A cross-party group of MSPs has called for the Scottish Government to introduce a seven-day limit for homeless B&B use.
A report by homelessness charity Crisis indicated that 84% of 74 people stuck living in B&Bs, hotels or unsupported hostels felt isolated by their living situation.
Nearly half of the respondents reported that they had no access to cooking facilities.
The joint statement suggests changing the law so that homeless people are moved on from unsuitable temporary accommodation into more settled housing after one week.
It was signed by Andy Wightman (Green Party), Pauline McNeill (Scottish Labour), Alex Cole-Hamilton (Scottish Liberal Democrats) and Graham Simpson (Scottish Conservatives).
The statement read: “To end homelessness, we need a bold approach.
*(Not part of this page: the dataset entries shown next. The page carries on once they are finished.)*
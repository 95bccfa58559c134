//! Skips wiremock-backed tests where localhost sockets cannot be bound.
//!
//! Set `TRACKLIST_REQUIRE_SOCKET_TESTS=1` to turn a skip into a failure.

use std::net::TcpListener;
use std::panic::Location;

use wiremock::MockServer;

const REQUIRE_ENV: &str = "TRACKLIST_REQUIRE_SOCKET_TESTS";

fn socket_tests_required() -> bool {
    std::env::var(REQUIRE_ENV)
        .ok()
        .is_some_and(|value| matches!(value.to_ascii_lowercase().as_str(), "1" | "true" | "yes"))
}

#[track_caller]
fn should_skip() -> bool {
    if TcpListener::bind("127.0.0.1:0").is_ok() {
        return false;
    }

    let location = Location::caller();
    let message = format!(
        "[socket-bound-test] cannot bind localhost at {}:{}",
        location.file(),
        location.line()
    );
    assert!(!socket_tests_required(), "{message}; {REQUIRE_ENV} is set");
    eprintln!("{message}; skipping");
    true
}

/// Starts a mock server, or returns `None` when sockets are unavailable.
pub async fn start_mock_server_or_skip() -> Option<MockServer> {
    if should_skip() {
        None
    } else {
        Some(MockServer::start().await)
    }
}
We believe that legislating to place a time limit of seven days for the period someone is placed in unstable temporary accommodation (UTA) will demonstrate to the Scottish people we are serious about achieving this goal for all homeless people.
“The Scottish Government must maintain the momentum to uphold Scotland’s place as a world-leader in tackling the injustice of homelessness.
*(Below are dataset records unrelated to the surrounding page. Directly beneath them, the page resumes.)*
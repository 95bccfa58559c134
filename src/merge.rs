//! Source selection, near-duplicate collapsing and final ordering.
//!
//! Candidates from one source are deduplicated by `(title, artist)` key with
//! a timestamp merge window, sorted (timed ascending, then untimed in
//! discovery order) and renumbered 1..N. [`select_source`] then decides
//! which source's list wins: the description when it qualifies on its own,
//! otherwise the first qualifying comment in rank order.

use tracing::{debug, trace};

use crate::model::{Candidate, ExtractedFrom, ValidatedCandidate};
use crate::utils::normalize_key;

/// Default merge window in seconds. Exclusive: timestamps exactly this far
/// apart stay separate.
pub const DEFAULT_MERGE_WINDOW_SECONDS: u32 = 10;

/// Deduplicated, sorted and renumbered candidates from one source.
#[derive(Debug, Clone, Default, PartialEq, Eq)]
pub struct MergeOutcome {
    pub candidates: Vec<ValidatedCandidate>,
    /// Candidates folded into an earlier entry.
    pub duplicates_merged: usize,
}

impl MergeOutcome {
    #[must_use]
    pub fn len(&self) -> usize {
        self.candidates.len()
    }

    #[must_use]
    pub fn is_empty(&self) -> bool {
        self.candidates.is_empty()
    }

    /// Returns true if the list meets `threshold`.
    #[must_use]
    pub fn qualifies(&self, threshold: usize) -> bool {
        self.candidates.len() >= threshold
    }
}

/// Dedup key: normalized title, then normalized artist.
#[must_use]
pub fn dedup_key(candidate: &Candidate) -> (String, String) {
    (normalize_key(&candidate.title), normalize_key(&candidate.artist))
}

/// Returns true if two same-key entries may merge under `window`.
///
/// Untimed entries merge with anything; two timed entries merge only when
/// strictly closer than the window.
fn within_window(existing: Option<u32>, incoming: Option<u32>, window: u32) -> bool {
    match (existing, incoming) {
        (Some(a), Some(b)) => a.abs_diff(b) < window,
        _ => true,
    }
}

/// Collapses same-key near-duplicates, keeping first-seen artist and title.
///
/// When a merge happens the surviving entry takes the earliest timestamp of
/// the pair along with the raw line it was read from, so `raw_line` always
/// contains `timestamp_text`. Track numbers are left as-is (see
/// [`sort_and_renumber`]).
#[must_use]
pub fn dedup_candidates(
    candidates: Vec<ValidatedCandidate>,
    merge_window_seconds: u32,
) -> MergeOutcome {
    let mut entries: Vec<((String, String), Candidate)> = Vec::with_capacity(candidates.len());
    let mut duplicates_merged = 0;

    for incoming in candidates {
        let incoming = incoming.into_inner();
        let key = dedup_key(&incoming);

        let existing = entries.iter_mut().find(|(entry_key, entry)| {
            *entry_key == key && within_window(entry.seconds, incoming.seconds, merge_window_seconds)
        });

        match existing {
            Some((_, entry)) => {
                duplicates_merged += 1;
                let earlier = match (entry.seconds, incoming.seconds) {
                    (None, Some(_)) => true,
                    (Some(kept), Some(new)) => new < kept,
                    _ => false,
                };
                if earlier {
                    entry.seconds = incoming.seconds;
                    entry.timestamp_text = incoming.timestamp_text;
                    entry.raw_line = incoming.raw_line;
                }
                trace!(
                    artist = %entry.artist,
                    title = %entry.title,
                    seconds = ?entry.seconds,
                    "merged duplicate candidate"
                );
            }
            None => entries.push((key, incoming)),
        }
    }

    MergeOutcome {
        candidates: entries
            .into_iter()
            .map(|(_, candidate)| ValidatedCandidate::new(candidate))
            .collect(),
        duplicates_merged,
    }
}

/// Sorts timed candidates ascending by seconds ahead of untimed ones, then
/// assigns dense track numbers 1..N.
///
/// The sort is stable, so equal timestamps and all untimed candidates keep
/// discovery order.
#[must_use]
pub fn sort_and_renumber(mut candidates: Vec<ValidatedCandidate>) -> Vec<ValidatedCandidate> {
    candidates.sort_by_key(|c| (c.seconds.is_none(), c.seconds.unwrap_or(0)));
    candidates
        .iter()
        .zip(1u32..)
        .map(|(candidate, number)| candidate.renumbered(number))
        .collect()
}

/// Dedups, sorts and renumbers one source's candidates.
#[must_use]
pub fn merge_source(
    candidates: Vec<ValidatedCandidate>,
    merge_window_seconds: u32,
) -> MergeOutcome {
    let deduped = dedup_candidates(candidates, merge_window_seconds);
    MergeOutcome {
        candidates: sort_and_renumber(deduped.candidates),
        duplicates_merged: deduped.duplicates_merged,
    }
}

/// How sources are weighed against each other.
#[derive(Debug, Clone, Copy, PartialEq, Eq)]
pub struct SelectionPolicy {
    pub qualifying_threshold: usize,
    /// Scan comments even when the description already qualifies; the
    /// qualifying source with the most candidates then wins, description
    /// first on ties.
    pub consult_comments_when_description_qualifies: bool,
}

/// One source's merged candidates, labelled for the result.
#[derive(Debug, Clone, PartialEq, Eq)]
pub struct SourceCandidates {
    pub source_ref: String,
    pub merged: MergeOutcome,
}

/// The winning source.
#[derive(Debug, Clone, PartialEq, Eq)]
pub struct SelectedSource {
    pub extracted_from: ExtractedFrom,
    pub source_ref: String,
    pub merged: MergeOutcome,
}

/// Outcome of source selection.
#[derive(Debug, Clone, PartialEq, Eq, Default)]
pub struct Selection {
    /// `None` when no source reached the threshold.
    pub selected: Option<SelectedSource>,
    /// Number of comments pulled from the iterator.
    pub comments_scanned: usize,
}

/// Picks the source whose candidates form the result.
///
/// `comments` is consumed lazily in rank order, so with the default policy
/// comments after the first qualifying one are never parsed.
pub fn select_source<I>(
    description: Option<SourceCandidates>,
    comments: I,
    policy: SelectionPolicy,
) -> Selection
where
    I: IntoIterator<Item = SourceCandidates>,
{
    let threshold = policy.qualifying_threshold;
    let mut best: Option<SelectedSource> = description
        .filter(|d| d.merged.qualifies(threshold))
        .map(|d| SelectedSource {
            extracted_from: ExtractedFrom::Description,
            source_ref: d.source_ref,
            merged: d.merged,
        });

    if best.is_some() && !policy.consult_comments_when_description_qualifies {
        debug!("description qualifies; comments not consulted");
        return Selection {
            selected: best,
            comments_scanned: 0,
        };
    }

    let mut comments_scanned = 0;
    for comment in comments {
        comments_scanned += 1;
        if !comment.merged.qualifies(threshold) {
            trace!(source_ref = %comment.source_ref, count = comment.merged.len(), "comment below threshold");
            continue;
        }
        let beats_best = best
            .as_ref()
            .is_none_or(|current| comment.merged.len() > current.merged.len());
        if beats_best {
            debug!(source_ref = %comment.source_ref, count = comment.merged.len(), "comment qualifies");
            best = Some(SelectedSource {
                extracted_from: ExtractedFrom::Comments,
                source_ref: comment.source_ref,
                merged: comment.merged,
            });
        }
        if !policy.consult_comments_when_description_qualifies {
            break;
        }
    }

    Selection {
        selected: best,
        comments_scanned,
    }
}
“We therefore ask the First Minister to prioritise this change in the law in the upcoming Ending Homelessness Together Action Plan.”
Jon Sparkes, chief executive of Crisis, said: “Living in limbo in unsuitable emergency accommodation prevents people from moving on with their lives.
“It is heartening that this has been recognised across the political divide and I welcome this cross-party approach to call for the issue to be tackled urgently.”
The Scottish Government will publish its action plan on tackling homelessness this week.
It is expected to set out a five-year programme, in partnership with local authorities and others, to address the issue of temporary accommodation.